Saved data entries
------------------------------------
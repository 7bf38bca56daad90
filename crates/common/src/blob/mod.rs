//! Blob storage abstraction
//!
//! Uploads generated image bytes to content storage and returns a stable
//! public URL. `S3BlobStore` is the production implementation;
//! `MemoryBlobStore` backs tests and local development.

use crate::errors::{AppError, Result};
use async_trait::async_trait;
use aws_sdk_s3::primitives::ByteStream;
use aws_sdk_s3::Client as S3Client;
use std::sync::Arc;
use tokio::sync::Mutex;
use uuid::Uuid;

/// Object key for a generated photo: `{userId}/{timestampMillis}-{index}.png`.
/// The timestamp+index pair keeps keys collision-free within a batch.
pub fn photo_key(user_id: Uuid, timestamp_millis: i64, index: usize) -> String {
    format!("{}/{}-{}.png", user_id, timestamp_millis, index)
}

/// Trait for blob storage
#[async_trait]
pub trait BlobStore: Send + Sync {
    /// Upload bytes under `key` with the given content type; returns the
    /// public URL of the stored object.
    async fn upload(&self, key: &str, bytes: Vec<u8>, content_type: &str) -> Result<String>;
}

/// S3-backed blob store
pub struct S3BlobStore {
    client: S3Client,
    bucket: String,
    public_base_url: String,
}

impl S3BlobStore {
    pub async fn new(bucket: String, public_base_url: String) -> Self {
        let aws_config = aws_config::load_defaults(aws_config::BehaviorVersion::latest()).await;
        let client = S3Client::new(&aws_config);

        Self {
            client,
            bucket,
            public_base_url: public_base_url.trim_end_matches('/').to_string(),
        }
    }

    pub fn with_client(client: S3Client, bucket: String, public_base_url: String) -> Self {
        Self {
            client,
            bucket,
            public_base_url: public_base_url.trim_end_matches('/').to_string(),
        }
    }
}

#[async_trait]
impl BlobStore for S3BlobStore {
    async fn upload(&self, key: &str, bytes: Vec<u8>, content_type: &str) -> Result<String> {
        self.client
            .put_object()
            .bucket(&self.bucket)
            .key(key)
            .body(ByteStream::from(bytes))
            .content_type(content_type)
            .send()
            .await
            .map_err(|e| AppError::Storage {
                message: format!("Failed to upload {}: {}", key, e),
            })?;

        tracing::debug!(key = %key, "Blob uploaded");

        Ok(format!("{}/{}", self.public_base_url, key))
    }
}

/// In-memory blob store for tests and local development
#[derive(Default)]
pub struct MemoryBlobStore {
    uploads: Mutex<Vec<(String, String)>>,
}

impl MemoryBlobStore {
    pub fn new() -> Self {
        Self::default()
    }

    /// Keys and content types seen so far, in upload order
    pub async fn uploads(&self) -> Vec<(String, String)> {
        self.uploads.lock().await.clone()
    }
}

#[async_trait]
impl BlobStore for MemoryBlobStore {
    async fn upload(&self, key: &str, _bytes: Vec<u8>, content_type: &str) -> Result<String> {
        self.uploads
            .lock()
            .await
            .push((key.to_string(), content_type.to_string()));
        Ok(format!("memory://{}", key))
    }
}

/// Create a blob store based on configuration
pub async fn create_blob_store(
    provider: &str,
    bucket: Option<String>,
    public_base_url: Option<String>,
) -> Arc<dyn BlobStore> {
    match provider {
        "s3" => {
            let bucket = bucket.expect("Storage bucket required");
            let public_base_url = public_base_url.expect("Storage public base URL required");
            Arc::new(S3BlobStore::new(bucket, public_base_url).await)
        }
        "memory" => Arc::new(MemoryBlobStore::new()),
        _ => {
            tracing::warn!(provider = provider, "Unknown storage provider, using memory");
            Arc::new(MemoryBlobStore::new())
        }
    }
}

#[cfg(test)]
mod tests {
    use super::*;

    #[test]
    fn test_photo_key_layout() {
        let user_id = Uuid::nil();
        let key = photo_key(user_id, 1722470400123, 2);
        assert_eq!(
            key,
            "00000000-0000-0000-0000-000000000000/1722470400123-2.png"
        );
    }

    #[test]
    fn test_photo_keys_unique_per_index() {
        let user_id = Uuid::new_v4();
        let a = photo_key(user_id, 1000, 0);
        let b = photo_key(user_id, 1000, 1);
        assert_ne!(a, b);
    }

    #[tokio::test]
    async fn test_memory_store_records_uploads() {
        let store = MemoryBlobStore::new();
        let url = store
            .upload("u/1-0.png", vec![1, 2, 3], "image/png")
            .await
            .unwrap();

        assert_eq!(url, "memory://u/1-0.png");
        assert_eq!(
            store.uploads().await,
            vec![("u/1-0.png".to_string(), "image/png".to_string())]
        );
    }
}
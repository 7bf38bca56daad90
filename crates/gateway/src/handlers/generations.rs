//! Generation submission handler (dispatcher)
//!
//! Expands one user request into a batch plus one job per reference image,
//! inserts them atomically, and nudges workers over the wake-up queue.
//! The queue send is best-effort: workers poll the store regardless.

use axum::{extract::State, http::StatusCode, Json};
use serde::{Deserialize, Serialize};
use url::Url;
use uuid::Uuid;
use validator::Validate;

use crate::AppState;
use portray_common::{
    db::BatchSpec,
    errors::{AppError, Result},
    metrics,
    queue::JobAvailableMessage,
    SUPPORTED_ASPECT_RATIOS,
};

/// Request to start a generation batch
#[derive(Debug, Deserialize, Validate)]
#[serde(rename_all = "camelCase")]
pub struct CreateGenerationRequest {
    pub user_id: Uuid,

    pub model_id: Uuid,

    /// One job is created per reference image
    #[validate(length(min = 1, max = 20))]
    pub reference_image_urls: Vec<String>,

    pub reference_image_prompt: Option<String>,

    #[serde(default)]
    pub training_image_urls: Vec<String>,

    #[validate(length(min = 1, max = 4000))]
    pub base_prompt: String,

    pub aspect_ratio: String,

    #[validate(range(min = 1, max = 10))]
    pub num_images_per_example: i32,

    #[serde(default = "default_glasses")]
    pub glasses: String,

    pub hair_color: Option<String>,

    pub hair_style: Option<String>,

    #[serde(default)]
    pub backgrounds: Vec<String>,

    #[serde(default)]
    pub styles: Vec<String>,

    /// Client-provided idempotency key
    #[serde(default)]
    pub idempotency_key: Option<String>,
}

fn default_glasses() -> String {
    "no".to_string()
}

/// Response after accepting a generation request
#[derive(Serialize)]
#[serde(rename_all = "camelCase")]
pub struct CreateGenerationResponse {
    pub batch_id: Uuid,
    pub status: String,
    pub job_count: usize,
    pub poll_url: String,
}

/// Check that a worker on another host could fetch this URL.
///
/// Workers run in their own network namespace, so anything pointing at the
/// submitter's loopback or link-local address can never resolve there.
pub fn validate_worker_reachable_url(raw: &str) -> Result<Url> {
    let trimmed = raw.trim();
    if trimmed.is_empty() {
        return Err(AppError::UnreachableReference {
            url: raw.to_string(),
        });
    }

    let parsed = Url::parse(trimmed).map_err(|_| AppError::UnreachableReference {
        url: raw.to_string(),
    })?;

    if !matches!(parsed.scheme(), "http" | "https") {
        return Err(AppError::UnreachableReference {
            url: raw.to_string(),
        });
    }

    let local_only = match parsed.host() {
        Some(url::Host::Domain(domain)) => {
            let domain = domain.to_ascii_lowercase();
            domain == "localhost" || domain.ends_with(".localhost") || domain.ends_with(".local")
        }
        Some(url::Host::Ipv4(ip)) => ip.is_loopback() || ip.is_link_local() || ip.is_unspecified(),
        Some(url::Host::Ipv6(ip)) => ip.is_loopback() || ip.is_unspecified(),
        None => true,
    };

    if local_only {
        return Err(AppError::UnreachableReference {
            url: raw.to_string(),
        });
    }

    Ok(parsed)
}

/// Accept a generation request and enqueue its jobs
pub async fn create_generation(
    State(state): State<AppState>,
    Json(request): Json<CreateGenerationRequest>,
) -> Result<(StatusCode, Json<CreateGenerationResponse>)> {
    request.validate().map_err(|e| AppError::Validation {
        message: e.to_string(),
        field: None,
    })?;

    if !SUPPORTED_ASPECT_RATIOS.contains(&request.aspect_ratio.as_str()) {
        return Err(AppError::InvalidFormat {
            message: format!(
                "Unsupported aspect ratio '{}', expected one of {:?}",
                request.aspect_ratio, SUPPORTED_ASPECT_RATIOS
            ),
        });
    }

    if !matches!(request.glasses.as_str(), "yes" | "no") {
        return Err(AppError::InvalidFormat {
            message: format!("Invalid glasses option '{}'", request.glasses),
        });
    }

    // Replay protection: the same idempotency key returns the original batch
    if let Some(ref key) = request.idempotency_key {
        if let Some(existing) = state
            .store
            .find_batch_by_idempotency_key(request.user_id, key)
            .await?
        {
            return Ok((
                StatusCode::OK,
                Json(CreateGenerationResponse {
                    batch_id: existing.id,
                    status: existing.status.clone(),
                    job_count: 0,
                    poll_url: format!("/v1/batches/{}", existing.id),
                }),
            ));
        }
    }

    // Keep only reference images a worker could actually fetch; the request
    // fails only when none survive.
    let mut reference_image_urls = Vec::with_capacity(request.reference_image_urls.len());
    for raw in &request.reference_image_urls {
        match validate_worker_reachable_url(raw) {
            Ok(parsed) => reference_image_urls.push(parsed.to_string()),
            Err(_) => {
                tracing::warn!(url = %raw, "Dropping reference image URL unreachable by workers");
            }
        }
    }

    if reference_image_urls.is_empty() {
        return Err(AppError::Validation {
            message: "No reference image URL is reachable by workers".to_string(),
            field: Some("referenceImageUrls".to_string()),
        });
    }

    let training_image_urls: Vec<String> = request
        .training_image_urls
        .iter()
        .filter_map(|raw| validate_worker_reachable_url(raw).ok().map(|u| u.to_string()))
        .collect();

    let spec = BatchSpec {
        user_id: request.user_id,
        model_id: request.model_id,
        reference_image_urls,
        reference_image_prompt: request.reference_image_prompt.clone(),
        training_image_urls,
        base_prompt: request.base_prompt.clone(),
        aspect_ratio: request.aspect_ratio.clone(),
        num_images: request.num_images_per_example,
        glasses: request.glasses.clone(),
        hair_color: request.hair_color.clone(),
        hair_style: request.hair_style.clone(),
        backgrounds: request.backgrounds.clone(),
        styles: request.styles.clone(),
        max_attempts: state.config.worker.max_attempts,
        idempotency_key: request.idempotency_key.clone(),
    };

    let (batch, jobs) = state.store.create_batch_with_jobs(spec).await?;

    metrics::record_submission(jobs.len());

    tracing::info!(
        batch_id = %batch.id,
        user_id = %request.user_id,
        job_count = jobs.len(),
        num_images = request.num_images_per_example,
        "Generation batch created"
    );

    // Push is a latency optimization: a failed send only delays the first
    // claim by one poll interval.
    if let Some(ref queue) = state.queue {
        let message = JobAvailableMessage {
            batch_id: batch.id,
            user_id: batch.user_id,
            job_ids: jobs.iter().map(|j| j.id).collect(),
        };
        if let Err(e) = queue.send(&message).await {
            tracing::warn!(error = %e, batch_id = %batch.id, "Failed to publish wake-up message");
        }
    }

    Ok((
        StatusCode::ACCEPTED,
        Json(CreateGenerationResponse {
            batch_id: batch.id,
            status: batch.status.clone(),
            job_count: jobs.len(),
            poll_url: format!("/v1/batches/{}", batch.id),
        }),
    ))
}
//! Batch status handlers
//!
//! The terminal query surface: clients poll a batch until its status is
//! terminal, receiving the photos produced so far alongside.

use axum::{
    extract::{Path, State},
    Json,
};
use serde::Serialize;
use uuid::Uuid;

use crate::AppState;
use portray_common::errors::{AppError, Result};

/// Batch status response
#[derive(Serialize)]
#[serde(rename_all = "camelCase")]
pub struct BatchResponse {
    pub batch_id: Uuid,
    pub status: String,
    pub total_images_generated: i32,
    pub credits_used: i32,
    pub aspect_ratio: String,
    pub photos: Vec<PhotoResponse>,
    pub created_at: String,
    #[serde(skip_serializing_if = "Option::is_none")]
    pub completed_at: Option<String>,
}

#[derive(Serialize)]
#[serde(rename_all = "camelCase")]
pub struct PhotoResponse {
    pub id: Uuid,
    pub url: String,
    pub prompt: String,
    pub aspect_ratio: String,
    pub created_at: String,
}

/// Get batch status plus its photos
pub async fn get_batch(
    State(state): State<AppState>,
    Path(batch_id): Path<Uuid>,
) -> Result<Json<BatchResponse>> {
    let batch = state
        .store
        .find_batch(batch_id)
        .await?
        .ok_or_else(|| AppError::BatchNotFound {
            id: batch_id.to_string(),
        })?;

    let photos = state.store.photos_for_batch(batch_id).await?;

    Ok(Json(BatchResponse {
        batch_id: batch.id,
        status: batch.status.clone(),
        total_images_generated: batch.total_images_generated,
        credits_used: batch.credits_used,
        aspect_ratio: batch.aspect_ratio.clone(),
        photos: photos
            .into_iter()
            .map(|p| PhotoResponse {
                id: p.id,
                url: p.url,
                prompt: p.prompt,
                aspect_ratio: p.aspect_ratio,
                created_at: p.created_at.to_rfc3339(),
            })
            .collect(),
        created_at: batch.created_at.to_rfc3339(),
        completed_at: batch.completed_at.map(|dt| dt.to_rfc3339()),
    }))
}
------------------------------------
(INSTRUCTIONS TO FOLLOW):
Using the data above, return each line that includes the word "axum".

(WRITTEN REPLY):
use axum::{extract::State, http::StatusCode, Json};
use axum::{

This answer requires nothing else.